Everywhere you look, every place you go to in search of an
answer, you encounter the same refrain; you hear them say: he has no strategy.
These would be members of the chattering classes talking about the current
American President, Barack Obama who, in their eyes, has not developed a simple
mantra they can write on a bumper sticker and use as a prism through which to
see and interpret everything he says or does.
They would have liked to see, for example, something like:
“if you're not with us, you're against us” which is the mantra and belief to
which the previous President, George W. Bush, adhered from among the other
strategies and doctrines that the chattering classes failed to see, or did not
understand. One of these came to be called his doctrine after he left office,
consisting of the attempt to shove democracy the way he understood it, down the
throat of people in the Middle East who had
other ideas as to how they wished to be governed.
But what is this phenomenon of the chattering classes
capturing the same saying and repeating it as if each individual were not an
individual but a small part of one and the same wall standing in the echo
chamber of mindless monotony? Well, the way to explain this phenomenon is to attribute
the tendency to the principle of safety in numbers. It is that to say something
different and prove to be wrong guarantees your demise and removal from the
clan. But if you follow the animal instinct of “disappearing” among a herd of a
million others, the chances that you'll be caught and devoured by a predator
reduces to one in a million.
Well then, how does a saying come into existence before
being captured and bounced around by the herd of chattering classes? The best
way to see how this happens is to look at an example that's in the making. A
potential one is given by Reuel Marc Gerecht who wrote an article under the
title: “A Ballot-Box Test for the Palestinians” and the subtitle: “It's
fashionable to say that democracy won't work for the people who elected Hamas.
Let them try again.” It was published on August 15, 2014 in the Wall Street
Journal.
This is a piece in which Gerecht tries to revive the old
doctrine of George W. Bush – the one that has to do with spreading democracy in
the Middle East . But he seems to end up not
reviving the doctrine as much as creating a variation on it; one that has the
potential to become, if not a new doctrine, at least a mantra that could fit on
a bumper sticker. This one could well take on the allure of: Let them try
again.
He begins by saying that forcing the Palestinians to adopt
the democratic method of governance produced a Hamas victory which proved to be
a bad thing as can be attested by the three conflicts that erupted in Gaza between Hamas and Israel . He even goes as far as to
suggest that some people view the adoption of the Bush method as an “electoral
mistake.” He further explains that there are two opposing views as to whether
or not the experience should be repeated because hanging in the balance are two
possible outcomes generated by two powerful forces: “Would Hamas's jihadism
cost it more votes than its anti-Zionist steadfastness has gained? Would
Fatah's relative moderation offset its rampant corruption and its own
police-state oppression?”
He discusses the pros and cons of each side in this
apparently difficult equation by harking back to a similar experience; one that
unfolded in Turkey
– another Muslim country. But what he does now is argue the pros and cons as
being an internal battle taking place between secularism and religious
militancy. Alas, there too, the experience proved to be not such a good idea,
he says, because: “Force-feeding secularism didn't prevent, 90 years later, the
democratic triumph of an Islamist prime minister, who today has aligned Ankara with Hamas.”

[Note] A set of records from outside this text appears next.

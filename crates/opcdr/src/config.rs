// SPDX-License-Identifier: Apache-2.0 OR MIT
// Copyright (c) 2025-2026 naskel.com

//! Wire format configuration - single source of truth for encoding constants.
//!
//! Every constant that shapes the bytes on the wire lives here. The interpreter
//! never hardcodes a prefix width, byte order or alignment cap; it reads them from
//! a [`WireConfig`].
//!
//! # Wire format
//!
//! | Item      | Encoding                                                   |
//! |-----------|------------------------------------------------------------|
//! | primitive | aligned to `min(width, max_align)` from body start         |
//! | bool      | one byte, `0` or `1`                                       |
//! | string    | `u32` length incl. NUL, bytes, NUL                         |
//! | sequence  | `u32` element count, then elements                         |
//! | array     | elements only, count is static                             |
//!
//! # Example
//!
//! ```
//! use opcdr::config::{ByteOrder, WireConfig};
//!
//! let wire = WireConfig::cdr_be();
//! assert_eq!(wire.byte_order, ByteOrder::Big);
//! assert_eq!(wire.max_align, 8);
//! ```

use serde::{Deserialize, Serialize};

// =======================================================================
// Encoding constants
// =======================================================================

/// Width of string and sequence length prefixes, in bytes.
pub const LENGTH_PREFIX_SIZE: usize = 4;

/// Alignment cap of classic CDR (XCDR1): 8-byte primitives align to 8.
pub const DEFAULT_MAX_ALIGN: usize = 8;

/// Alignment cap of XCDR2: nothing aligns beyond 4.
pub const XCDR2_MAX_ALIGN: usize = 4;

/// Default upper bound on a decoded string length (NUL included).
pub const DEFAULT_MAX_STRING_LEN: u32 = 16 * 1024 * 1024;

/// Default upper bound on a decoded sequence element count.
pub const DEFAULT_MAX_SEQUENCE_LEN: u32 = 16 * 1024 * 1024;

/// Size of a DDS key hash.
pub const KEY_HASH_SIZE: usize = 16;

// =======================================================================
// Encapsulation identifiers (RTPS serialized payload header)
// =======================================================================

/// Size of the serialized payload header.
pub const ENCAPSULATION_HEADER_SIZE: usize = 4;

/// Classic CDR, big-endian.
pub const CDR_BE: u16 = 0x0000;

/// Classic CDR, little-endian.
pub const CDR_LE: u16 = 0x0001;

/// Plain XCDR2, big-endian.
pub const CDR2_BE: u16 = 0x0006;

/// Plain XCDR2, little-endian.
pub const CDR2_LE: u16 = 0x0007;

/// Byte order of multi-byte primitives and length prefixes.
#[derive(Debug, Clone, Copy, PartialEq, Eq, Hash, Default, Serialize, Deserialize)]
#[serde(rename_all = "lowercase")]
pub enum ByteOrder {
    #[default]
    Little,
    Big,
}

/// Runtime wire configuration.
///
/// Loaded from YAML by tooling, or built from one of the presets.
#[derive(Debug, Clone, PartialEq, Eq, Serialize, Deserialize)]
#[serde(default)]
pub struct WireConfig {
    pub byte_order: ByteOrder,
    /// Alignment cap in bytes: 1 disables padding, 4 is XCDR2, 8 is classic CDR.
    pub max_align: usize,
    /// Reject decoded strings whose length prefix exceeds this.
    pub max_string_len: u32,
    /// Reject decoded sequences whose element count exceeds this.
    pub max_sequence_len: u32,
}

impl Default for WireConfig {
    fn default() -> Self {
        Self::cdr_le()
    }
}

impl WireConfig {
    /// Classic CDR, little-endian (the default).
    pub const fn cdr_le() -> Self {
        Self {
            byte_order: ByteOrder::Little,
            max_align: DEFAULT_MAX_ALIGN,
            max_string_len: DEFAULT_MAX_STRING_LEN,
            max_sequence_len: DEFAULT_MAX_SEQUENCE_LEN,
        }
    }

    /// Classic CDR, big-endian.
    pub const fn cdr_be() -> Self {
        Self {
            byte_order: ByteOrder::Big,
            ..Self::cdr_le()
        }
    }

    /// Plain XCDR2, little-endian.
    pub const fn xcdr2_le() -> Self {
        Self {
            max_align: XCDR2_MAX_ALIGN,
            ..Self::cdr_le()
        }
    }

    /// Encoding used for key hashes: big-endian classic CDR.
    pub const fn key_hash() -> Self {
        Self::cdr_be()
    }

    /// Configuration matching an encapsulation identifier, if known.
    pub fn from_encapsulation(kind: u16) -> Option<Self> {
        match kind {
            CDR_BE => Some(Self::cdr_be()),
            CDR_LE => Some(Self::cdr_le()),
            CDR2_BE => Some(Self {
                byte_order: ByteOrder::Big,
                ..Self::xcdr2_le()
            }),
            CDR2_LE => Some(Self::xcdr2_le()),
            _ => None,
        }
    }

    /// Encapsulation identifier describing this configuration.
    ///
    /// Only alignment caps of 4 and 8 have an identifier.
    pub fn encapsulation(&self) -> Option<u16> {
        match (self.max_align, self.byte_order) {
            (DEFAULT_MAX_ALIGN, ByteOrder::Big) => Some(CDR_BE),
            (DEFAULT_MAX_ALIGN, ByteOrder::Little) => Some(CDR_LE),
            (XCDR2_MAX_ALIGN, ByteOrder::Big) => Some(CDR2_BE),
            (XCDR2_MAX_ALIGN, ByteOrder::Little) => Some(CDR2_LE),
            _ => None,
        }
    }

    /// Effective alignment of a primitive of `width` bytes.
    #[inline]
    pub fn align_for(&self, width: usize) -> usize {
        width.min(self.max_align).max(1)
    }
}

Aiming to show in the end that: “It's questionable whether
Israeli concessions to Fatah would change the hostile dynamic between
Palestinian secularists and Islamists,” he goes into a long and rambling
presentation that allows him to conclude there is a better alternative to
Israel making concessions for peace: “A freely elected Palestinian parliament
can bless a permanent cessation of hostilities between Palestinian and
Israelis. Fatah's ruling elite, constantly nervous about its own legitimacy,
cannot.”
This being a positive note on which to discuss something
that concerns the Arab world, Gerecht found a way to inject negativity into the
presentation. He says the Arab world, especially Egypt
and Saudi Arabia ,
will not like the idea of holding free elections nearby, especially after the
experience of what he calls the “Great Arab Revolt” that caused “many Americans
to be wary and depressed about the Arab future.”